▸ Prompt
Say how many lines in the entries below mention "padding", with no other words.

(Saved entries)
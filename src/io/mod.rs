//! Input/output operations and error handling

/// Command-line interface and batch processing of dataset files
pub mod cli;
/// Constants and runtime defaults
pub mod configuration;
/// CSV dataset loading and column lookup
pub mod dataset;
/// Error types for all crate operations
pub mod error;
/// Progress display for multi-file runs
pub mod progress;
/// Text rendering of summaries and ranked patterns
pub mod report;
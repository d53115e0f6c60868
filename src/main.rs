//! CLI entry point for ranking value patterns in CSV columns

use clap::Parser;
use patternrank::io::cli::{Cli, FileProcessor};
use tracing_subscriber::EnvFilter;

/// Initialize tracing subscriber, honouring `RUST_LOG` unless debug output is forced
fn init_tracing(verbose: bool) {
    let filter = if verbose {
        EnvFilter::new("debug")
    } else {
        EnvFilter::try_from_default_env().unwrap_or_else(|_| EnvFilter::new("warn"))
    };

    tracing_subscriber::fmt()
        .with_env_filter(filter)
        .with_writer(std::io::stderr)
        .init();
}

fn main() -> patternrank::Result<()> {
    let cli = Cli::parse();
    init_tracing(cli.verbose);

    let stdout = std::io::stdout();
    let mut writer = stdout.lock();
    FileProcessor::new(cli).process(&mut writer)
}
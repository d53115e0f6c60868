//! Command-line interface for analysing one CSV file or a directory of them

use crate::analysis::patterns::{SortOrder, count_patterns, window_count};
use crate::io::configuration::{
    ALLOWED_PATTERN_LENGTHS, DATASET_EXTENSION, DEFAULT_PATTERN_LENGTH,
    DEFAULT_RELOAD_INTERVAL_SECS, DEFAULT_RELOADS, DEFAULT_SORT_ORDER,
};
use crate::io::dataset::Dataset;
use crate::io::error::{PatternError, Result, dataset_error, invalid_argument};
use crate::io::progress::{FileStage, ProgressManager};
use crate::io::report;
use clap::Parser;
use std::io::Write;
use std::path::{Path, PathBuf};
use std::time::{Duration, Instant};

#[derive(Parser)]
#[command(name = "patternrank")]
#[command(
    author,
    version,
    about = "Rank recurring fixed-length value patterns in a CSV column"
)]
/// Command-line arguments for the pattern ranking tool
pub struct Cli {
    /// Input CSV file or directory to analyse
    #[arg(value_name = "TARGET")]
    pub target: PathBuf,

    /// Column whose values are scanned; without it only the summary is shown
    #[arg(short, long)]
    pub column: Option<String>,

    /// Number of consecutive values per pattern (3, 4 or 5)
    #[arg(short, long, default_value_t = DEFAULT_PATTERN_LENGTH, value_parser = parse_pattern_length)]
    pub length: usize,

    /// Ranking direction by occurrence count
    #[arg(short, long, default_value = DEFAULT_SORT_ORDER)]
    pub order: SortOrder,

    /// Show a placeholder instead of the dataset path in summaries
    #[arg(long)]
    pub hide_path: bool,

    /// Number of times to reload and re-analyse after the first pass
    #[arg(short, long, default_value_t = DEFAULT_RELOADS)]
    pub reloads: usize,

    /// Seconds to wait between reloads
    #[arg(short, long, default_value_t = DEFAULT_RELOAD_INTERVAL_SECS)]
    pub interval: u64,

    /// Suppress progress output
    #[arg(short, long)]
    pub quiet: bool,

    /// Enable debug logging
    #[arg(short, long)]
    pub verbose: bool,
}

impl Cli {
    /// Check if progress should be displayed
    pub const fn should_show_progress(&self) -> bool {
        !self.quiet
    }

    /// Pause between consecutive reload passes
    pub const fn reload_interval(&self) -> Duration {
        Duration::from_secs(self.interval)
    }
}

/// Parse a pattern length, rejecting non-positive and unsupported values
///
/// # Errors
///
/// Returns [`PatternError::InvalidArgument`] if the text isn't an integer, is not
/// positive, or is not one of the supported lengths
pub fn parse_pattern_length(value: &str) -> Result<usize> {
    let parsed: i64 = value
        .trim()
        .parse()
        .map_err(|e| invalid_argument("length", &value, &e))?;
    if parsed <= 0 {
        return Err(invalid_argument(
            "length",
            &parsed,
            &"pattern length must be positive",
        ));
    }

    let length = usize::try_from(parsed).map_err(|e| invalid_argument("length", &parsed, &e))?;
    if !ALLOWED_PATTERN_LENGTHS.contains(&length) {
        return Err(invalid_argument(
            "length",
            &length,
            &format!("supported lengths are {ALLOWED_PATTERN_LENGTHS:?}"),
        ));
    }
    Ok(length)
}

/// Orchestrates loading, analysis and reporting over every target dataset
pub struct FileProcessor {
    cli: Cli,
}

impl FileProcessor {
    /// Create a new file processor with the given CLI arguments
    pub const fn new(cli: Cli) -> Self {
        Self { cli }
    }

    /// Analyse the target, then reload and re-analyse it as many times as requested
    ///
    /// # Errors
    ///
    /// Returns an error if target validation, dataset loading, column lookup
    /// or writing the report fails
    pub fn process<W: Write>(&self, writer: &mut W) -> Result<()> {
        for pass in 0..=self.cli.reloads {
            if pass > 0 {
                tracing::debug!(pass, interval_secs = self.cli.interval, "waiting to reload");
                std::thread::sleep(self.cli.reload_interval());
            }

            let files = self.collect_files()?;
            if files.is_empty() {
                tracing::warn!(path = %self.cli.target.display(), "no CSV files found");
                continue;
            }
            self.process_pass(&files, writer)?;
        }

        Ok(())
    }

    fn process_pass<W: Write>(&self, files: &[PathBuf], writer: &mut W) -> Result<()> {
        let mut progress = self.cli.should_show_progress().then(ProgressManager::new);
        if let Some(ref mut pm) = progress {
            pm.initialize(files.len());
        }

        for (index, file) in files.iter().enumerate() {
            if index > 0 {
                report::write_separator(writer)?;
            }
            self.process_file(file, index, progress.as_mut(), writer)?;
        }

        if let Some(ref pm) = progress {
            pm.finish();
        }
        Ok(())
    }

    fn collect_files(&self) -> Result<Vec<PathBuf>> {
        let target = &self.cli.target;
        if target.is_file() {
            if is_dataset_file(target) {
                Ok(vec![target.clone()])
            } else {
                Err(dataset_error(
                    target.as_path(),
                    &"target file must have a .csv extension",
                ))
            }
        } else if target.is_dir() {
            let entries = std::fs::read_dir(target).map_err(|e| PatternError::FileSystem {
                path: target.clone(),
                operation: "read directory",
                source: e,
            })?;

            let mut files = Vec::new();
            for entry in entries {
                let path = entry?.path();
                if path.is_file() && is_dataset_file(&path) {
                    files.push(path);
                }
            }
            files.sort();
            Ok(files)
        } else {
            Err(PatternError::FileSystem {
                path: target.clone(),
                operation: "locate target",
                source: std::io::Error::new(
                    std::io::ErrorKind::NotFound,
                    "target is neither a CSV file nor a directory",
                ),
            })
        }
    }

    fn process_file<W: Write>(
        &self,
        path: &Path,
        index: usize,
        mut progress: Option<&mut ProgressManager>,
        writer: &mut W,
    ) -> Result<()> {
        let start_time = Instant::now();
        if let Some(pm) = progress.as_deref_mut() {
            pm.start_file(index, path);
        }

        let dataset = Dataset::from_csv_path(path)?;
        let (rows, columns) = dataset.shape();
        tracing::info!(path = %path.display(), rows, columns, "dataset loaded");
        report::write_summary(writer, &dataset, self.cli.hide_path)?;

        let Some(column_name) = self.cli.column.as_deref() else {
            report::write_columns(writer, &dataset)?;
            if let Some(pm) = progress {
                pm.complete_file(index, 0, start_time.elapsed());
            }
            return Ok(());
        };

        if let Some(pm) = progress.as_deref_mut() {
            pm.advance(index, FileStage::Counting);
        }
        let column = dataset.column(column_name)?;
        let ranked = count_patterns(column, self.cli.length, self.cli.order)?;
        tracing::info!(
            column = column_name,
            length = self.cli.length,
            order = %self.cli.order,
            windows = window_count(column.len(), self.cli.length),
            distinct = ranked.len(),
            "patterns counted"
        );
        report::write_patterns(writer, &ranked)?;

        if let Some(pm) = progress {
            pm.complete_file(index, ranked.len(), start_time.elapsed());
        }
        Ok(())
    }
}

fn is_dataset_file(path: &Path) -> bool {
    path.extension()
        .and_then(|s| s.to_str())
        .is_some_and(|ext| ext.eq_ignore_ascii_case(DATASET_EXTENSION))
}
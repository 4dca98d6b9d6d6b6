use ratatui::{
    layout::Rect,
    text::{Line, Span},
    widgets::Paragraph,
    Frame,
};

use crate::app::{App, SummaryState};
use crate::calendar::DATE_FORMAT;
use crate::summary::week_dates;

pub struct StatusBar;

impl StatusBar {
    pub fn render(frame: &mut Frame, area: Rect, app: &App) {
        let w = area.width as usize;
        let style = app.theme.status;

        let state_str = match app.state {
            SummaryState::Idle => "Idle",
            SummaryState::Loading => "Loading",
            SummaryState::Failed => "Failed",
            SummaryState::Loaded(_) => "Loaded",
        };
        let dates = week_dates(app.today);
        let range = format!(
            "{} .. {}",
            dates[0].format(DATE_FORMAT),
            dates[dates.len() - 1].format(DATE_FORMAT)
        );
        let left = if w >= 100 {
            format!(" [{}] {} from {} ", state_str, range, app.source_label())
        } else if w >= 60 {
            format!(" [{}] {} ", state_str, range)
        } else {
            format!(" [{}] ", state_str)
        };

        // Status message if present, otherwise width-dependent hints
        let right = if let Some(ref msg) = app.status_message {
            format!(" {} ", msg)
        } else if w >= 70 {
            " r:Refresh ?:Help q:Quit ".to_string()
        } else if w >= 40 {
            " r ? q ".to_string()
        } else {
            String::new()
        };

        let padding = " ".repeat(w.saturating_sub(left.len() + right.len()));

        let line = Line::from(vec![
            Span::styled(left, style),
            Span::styled(padding, style),
            Span::styled(right, style),
        ]);

        frame.render_widget(Paragraph::new(line).style(style), area);
    }
}
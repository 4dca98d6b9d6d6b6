use std::io::{self, Stdout};
use std::panic;

use crossterm::{
    cursor::Show,
    execute,
    terminal::{disable_raw_mode, enable_raw_mode, EnterAlternateScreen, LeaveAlternateScreen},
};
use ratatui::prelude::*;

pub type Tui = Terminal<CrosstermBackend<Stdout>>;

pub fn init() -> io::Result<Tui> {
    undo_on_error(
        || {
            execute!(io::stdout(), EnterAlternateScreen)?;
            enable_raw_mode()?;
            Terminal::new(CrosstermBackend::new(io::stdout()))
        },
        || {
            let _ = restore();
        },
    )
}

/// Run `setup`; if it fails part way, run `cleanup` before handing back the error.
fn undo_on_error<T>(
    setup: impl FnOnce() -> io::Result<T>,
    cleanup: impl FnOnce(),
) -> io::Result<T> {
    setup().inspect_err(|_| cleanup())
}

pub fn restore() -> io::Result<()> {
    disable_raw_mode()?;
    execute!(io::stdout(), LeaveAlternateScreen, Show)?;
    Ok(())
}

/// Leave the alternate screen before the panic message is printed.
pub fn install_panic_hook() {
    let original_hook = panic::take_hook();
    panic::set_hook(Box::new(move |panic_info| {
        let _ = restore();
        original_hook(panic_info);
    }));
}
use std::path::PathBuf;

use chrono::NaiveDate;
use thiserror::Error;

/// Failure reported by an event source for a single day.
#[derive(Debug, Error)]
pub enum SourceError {
    #[error("events request failed: {0}")]
    Http(#[from] reqwest::Error),

    #[error("events API answered {status} for {date}")]
    Status {
        date: NaiveDate,
        status: reqwest::StatusCode,
    },

    #[error("malformed events payload: {0}")]
    Decode(#[from] serde_json::Error),

    #[error("cannot read events file {}: {source}", path.display())]
    Io {
        path: PathBuf,
        #[source]
        source: std::io::Error,
    },

    #[error("file event source selected but no events file configured")]
    MissingEventsFile,
}

/// Failure of a whole summary cycle. Any single day failing fails the week.
#[derive(Debug, Error)]
pub enum SummaryError {
    #[error("fetching events for {date} failed")]
    Fetch {
        date: NaiveDate,
        #[source]
        source: SourceError,
    },

    #[error("no events on {date}, longest event is undefined")]
    EmptyDay { date: NaiveDate },
}

impl SummaryError {
    pub fn date(&self) -> NaiveDate {
        match self {
            SummaryError::Fetch { date, .. } | SummaryError::EmptyDay { date } => *date,
        }
    }
}

#[derive(Debug, Error)]
pub enum ConfigError {
    #[error("cannot read config file {}: {source}", path.display())]
    Io {
        path: PathBuf,
        #[source]
        source: std::io::Error,
    },

    #[error("invalid config file {}: {source}", path.display())]
    Parse {
        path: PathBuf,
        #[source]
        source: toml::de::Error,
    },

    #[error("invalid configuration: {0}")]
    Invalid(String),
}
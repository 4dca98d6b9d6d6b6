use serde::{Deserialize, Serialize};

/// A calendar entry as delivered by the events API.
#[derive(Debug, Clone, PartialEq, Eq, Serialize, Deserialize)]
#[serde(rename_all = "camelCase")]
pub struct Event {
    pub duration_in_minutes: u32,
    pub title: String,
}

impl Event {
    pub fn new(duration_in_minutes: u32, title: impl Into<String>) -> Self {
        Self {
            duration_in_minutes,
            title: title.into(),
        }
    }
}
use chrono::{Days, NaiveDate};
use futures::future::try_join_all;
use tracing::{debug, info};

use super::{summarize_day, DailySummary, EmptyDayPolicy};
use crate::calendar::EventSource;
use crate::error::SummaryError;

pub const DAYS_IN_WEEK: usize = 7;

/// `today` and the six calendar days after it.
pub fn week_dates(today: NaiveDate) -> [NaiveDate; DAYS_IN_WEEK] {
    std::array::from_fn(|offset| today + Days::new(offset as u64))
}

/// Fetch every day of the week concurrently and summarise each one.
///
/// All seven fetches are in flight together. The first failure fails the
/// whole week and the outstanding fetches are dropped; on success the
/// summaries come back in date order whatever order the fetches finished in.
pub async fn build_week_summary<S>(
    today: NaiveDate,
    source: &S,
    policy: EmptyDayPolicy,
) -> Result<Vec<DailySummary>, SummaryError>
where
    S: EventSource + ?Sized,
{
    info!(%today, source = %source.describe(), "building week summary");

    let fetches = week_dates(today).into_iter().map(|date| async move {
        let events = source
            .events_for_date(date)
            .await
            .map_err(|err| SummaryError::Fetch { date, source: err })?;
        debug!(%date, events = events.len(), "events received");
        summarize_day(date, &events, policy)
    });

    try_join_all(fetches).await
}

#[cfg(test)]
mod tests {
    use super::*;

    #[test]
    fn dates_are_consecutive_from_today() {
        let today = NaiveDate::from_ymd_opt(2024, 1, 1).unwrap();
        let dates = week_dates(today);
        assert_eq!(dates[0], today);
        for pair in dates.windows(2) {
            assert_eq!(pair[1], pair[0].succ_opt().unwrap());
        }
        assert_eq!(dates[6], NaiveDate::from_ymd_opt(2024, 1, 7).unwrap());
    }

    #[test]
    fn dates_cross_month_and_leap_day() {
        let today = NaiveDate::from_ymd_opt(2024, 2, 27).unwrap();
        let formatted: Vec<String> = week_dates(today)
            .iter()
            .map(|d| d.format("%Y-%m-%d").to_string())
            .collect();
        assert_eq!(
            formatted,
            [
                "2024-02-27",
                "2024-02-28",
                "2024-02-29",
                "2024-03-01",
                "2024-03-02",
                "2024-03-03",
                "2024-03-04",
            ]
        );
    }

    #[test]
    fn dates_cross_year_end() {
        let today = NaiveDate::from_ymd_opt(2023, 12, 29).unwrap();
        let dates = week_dates(today);
        assert_eq!(dates[3], NaiveDate::from_ymd_opt(2024, 1, 1).unwrap());
        assert_eq!(dates[6], NaiveDate::from_ymd_opt(2024, 1, 4).unwrap());
    }
}
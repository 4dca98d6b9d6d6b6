use ratatui::{
    layout::{Constraint, Rect},
    style::Style,
    text::Line,
    widgets::{Block, Borders, Cell, Paragraph, Row, Table},
    Frame,
};

use crate::app::SummaryState;
use crate::calendar::DATE_FORMAT;
use crate::summary::{DailySummary, WeekSummary};
use crate::theme::Theme;

pub const LOADING_MESSAGE: &str = "Loading...";
pub const ERROR_MESSAGE: &str = "Error fetching data. Please try again later.";
pub const EMPTY_MESSAGE: &str = "Summary list is empty";

const TITLE: &str = " Calendar summary ";
const HEADERS: [&str; 4] = [
    "Date",
    "Number of events",
    "Total duration [min]",
    "Longest event",
];

/// What the summary area shows for a given state, in precedence order:
/// loading, then error, then empty, then the table.
#[derive(Debug, PartialEq)]
pub enum SummaryView<'a> {
    Loading,
    Error,
    Empty,
    Table {
        days: &'a [DailySummary],
        week: WeekSummary,
    },
}

impl<'a> SummaryView<'a> {
    pub fn from_state(state: &'a SummaryState) -> Self {
        match state {
            SummaryState::Loading => SummaryView::Loading,
            SummaryState::Failed => SummaryView::Error,
            SummaryState::Idle => SummaryView::Empty,
            SummaryState::Loaded(days) => match WeekSummary::aggregate(days) {
                Some(week) => SummaryView::Table { days, week },
                None => SummaryView::Empty,
            },
        }
    }
}

pub struct SummaryTable;

impl SummaryTable {
    pub fn render(frame: &mut Frame, area: Rect, state: &SummaryState, theme: &Theme) {
        let block = Block::default()
            .title(TITLE)
            .title_style(theme.header)
            .borders(Borders::ALL)
            .border_style(theme.border);

        match SummaryView::from_state(state) {
            SummaryView::Loading => render_message(frame, area, block, LOADING_MESSAGE, theme.dim),
            SummaryView::Error => render_message(frame, area, block, ERROR_MESSAGE, theme.error),
            SummaryView::Empty => render_message(frame, area, block, EMPTY_MESSAGE, theme.dim),
            SummaryView::Table { days, week } => {
                let table = summary_table(days, &week, theme).block(block);
                frame.render_widget(table, area);
            }
        }
    }
}

fn render_message(frame: &mut Frame, area: Rect, block: Block, message: &str, style: Style) {
    let para = Paragraph::new(Line::styled(message.to_string(), style)).block(block);
    frame.render_widget(para, area);
}

fn summary_table<'a>(days: &[DailySummary], week: &WeekSummary, theme: &Theme) -> Table<'a> {
    let header = Row::new(HEADERS.map(Cell::from)).style(theme.header);

    let mut rows: Vec<Row> = days
        .iter()
        .enumerate()
        .map(|(i, day)| {
            Row::new([
                day.date.format(DATE_FORMAT).to_string(),
                day.event_count.to_string(),
                day.total_duration.to_string(),
                day.longest_event_title.clone(),
            ])
            .style(theme.row(i))
        })
        .collect();

    rows.push(
        Row::new([
            "Total".to_string(),
            week.total_event_count.to_string(),
            week.total_duration.to_string(),
            week.longest_event_title.clone(),
        ])
        .style(theme.total),
    );

    let widths = [
        Constraint::Length(10),
        Constraint::Length(HEADERS[1].len() as u16),
        Constraint::Length(HEADERS[2].len() as u16),
        Constraint::Fill(1),
    ];

    Table::new(rows, widths).header(header).column_spacing(2)
}

#[cfg(test)]
mod tests {
    use chrono::NaiveDate;
    use ratatui::{backend::TestBackend, style::Color, Terminal};

    use super::*;

    fn scenario_days() -> Vec<DailySummary> {
        let start = NaiveDate::from_ymd_opt(2024, 1, 1).unwrap();
        start
            .iter_days()
            .take(7)
            .enumerate()
            .map(|(i, date)| {
                if i == 0 {
                    DailySummary {
                        date,
                        event_count: 2,
                        total_duration: 90,
                        longest_event_title: "Design Review".to_string(),
                    }
                } else {
                    DailySummary {
                        date,
                        event_count: 1,
                        total_duration: 15,
                        longest_event_title: "Sync".to_string(),
                    }
                }
            })
            .collect()
    }

    fn render(state: &SummaryState) -> Terminal<TestBackend> {
        let mut terminal = Terminal::new(TestBackend::new(90, 12)).unwrap();
        terminal
            .draw(|frame| SummaryTable::render(frame, frame.area(), state, &Theme::default()))
            .unwrap();
        terminal
    }

    fn lines(terminal: &Terminal<TestBackend>) -> Vec<String> {
        let buffer = terminal.backend().buffer();
        (0..buffer.area.height)
            .map(|y| {
                (0..buffer.area.width)
                    .map(|x| buffer[(x, y)].symbol())
                    .collect::<String>()
            })
            .collect()
    }

    fn cells(line: &str) -> Vec<&str> {
        line.trim_matches('│').split_whitespace().collect()
    }

    fn screen(state: &SummaryState) -> String {
        lines(&render(state)).join("\n")
    }

    #[test]
    fn loading_shows_only_indicator() {
        let text = screen(&SummaryState::Loading);
        assert!(text.contains(LOADING_MESSAGE));
        assert!(!text.contains("Number of events"));
    }

    #[test]
    fn failure_shows_error_message() {
        let text = screen(&SummaryState::Failed);
        assert!(text.contains(ERROR_MESSAGE));
        assert!(!text.contains("Total"));
    }

    #[test]
    fn empty_result_shows_empty_message() {
        assert!(screen(&SummaryState::Loaded(Vec::new())).contains(EMPTY_MESSAGE));
        assert!(screen(&SummaryState::Idle).contains(EMPTY_MESSAGE));
    }

    #[test]
    fn table_has_header_days_and_total() {
        let terminal = render(&SummaryState::Loaded(scenario_days()));
        let rows = lines(&terminal);

        assert!(rows[0].contains("Calendar summary"));
        for header in HEADERS {
            assert!(rows[1].contains(header), "missing header {header}");
        }
        assert!(rows[2].contains("2024-01-01"));
        assert!(rows[2].contains("90"));
        assert!(rows[2].contains("Design Review"));
        assert!(rows[8].contains("2024-01-07"));
        assert!(rows[8].contains("Sync"));

        assert_eq!(cells(&rows[9]), ["Total", "8", "180", "Design", "Review"]);
        assert!(rows[9].contains("Design Review"));
    }

    #[test]
    fn all_empty_days_render_zero_rows_and_zero_total() {
        let start = NaiveDate::from_ymd_opt(2024, 1, 1).unwrap();
        let days: Vec<DailySummary> = start
            .iter_days()
            .take(7)
            .map(|date| DailySummary {
                date,
                event_count: 0,
                total_duration: 0,
                longest_event_title: String::new(),
            })
            .collect();
        let rows = lines(&render(&SummaryState::Loaded(days)));

        for (i, date) in start.iter_days().take(7).enumerate() {
            let day = date.format(DATE_FORMAT).to_string();
            assert_eq!(cells(&rows[2 + i]), [day.as_str(), "0", "0"]);
        }

        assert_eq!(cells(&rows[9]), ["Total", "0", "0"]);
    }

    #[test]
    fn day_rows_alternate_background() {
        let terminal = render(&SummaryState::Loaded(scenario_days()));
        let buffer = terminal.backend().buffer();
        assert_eq!(buffer[(1, 2)].bg, Color::Rgb(0xf2, 0xf2, 0xf2));
        assert_eq!(buffer[(1, 3)].bg, Color::Rgb(0xff, 0xff, 0xff));
        assert_eq!(buffer[(1, 4)].bg, Color::Rgb(0xf2, 0xf2, 0xf2));
    }

    #[test]
    fn view_precedence_follows_state() {
        assert_eq!(SummaryView::from_state(&SummaryState::Loading), SummaryView::Loading);
        assert_eq!(SummaryView::from_state(&SummaryState::Failed), SummaryView::Error);
        let days = scenario_days();
        let state = SummaryState::Loaded(days.clone());
        match SummaryView::from_state(&state) {
            SummaryView::Table { days: shown, week } => {
                assert_eq!(shown, days.as_slice());
                assert_eq!(week.total_event_count, 8);
            }
            other => panic!("expected table, got {other:?}"),
        }
    }
}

▸ Written reply
2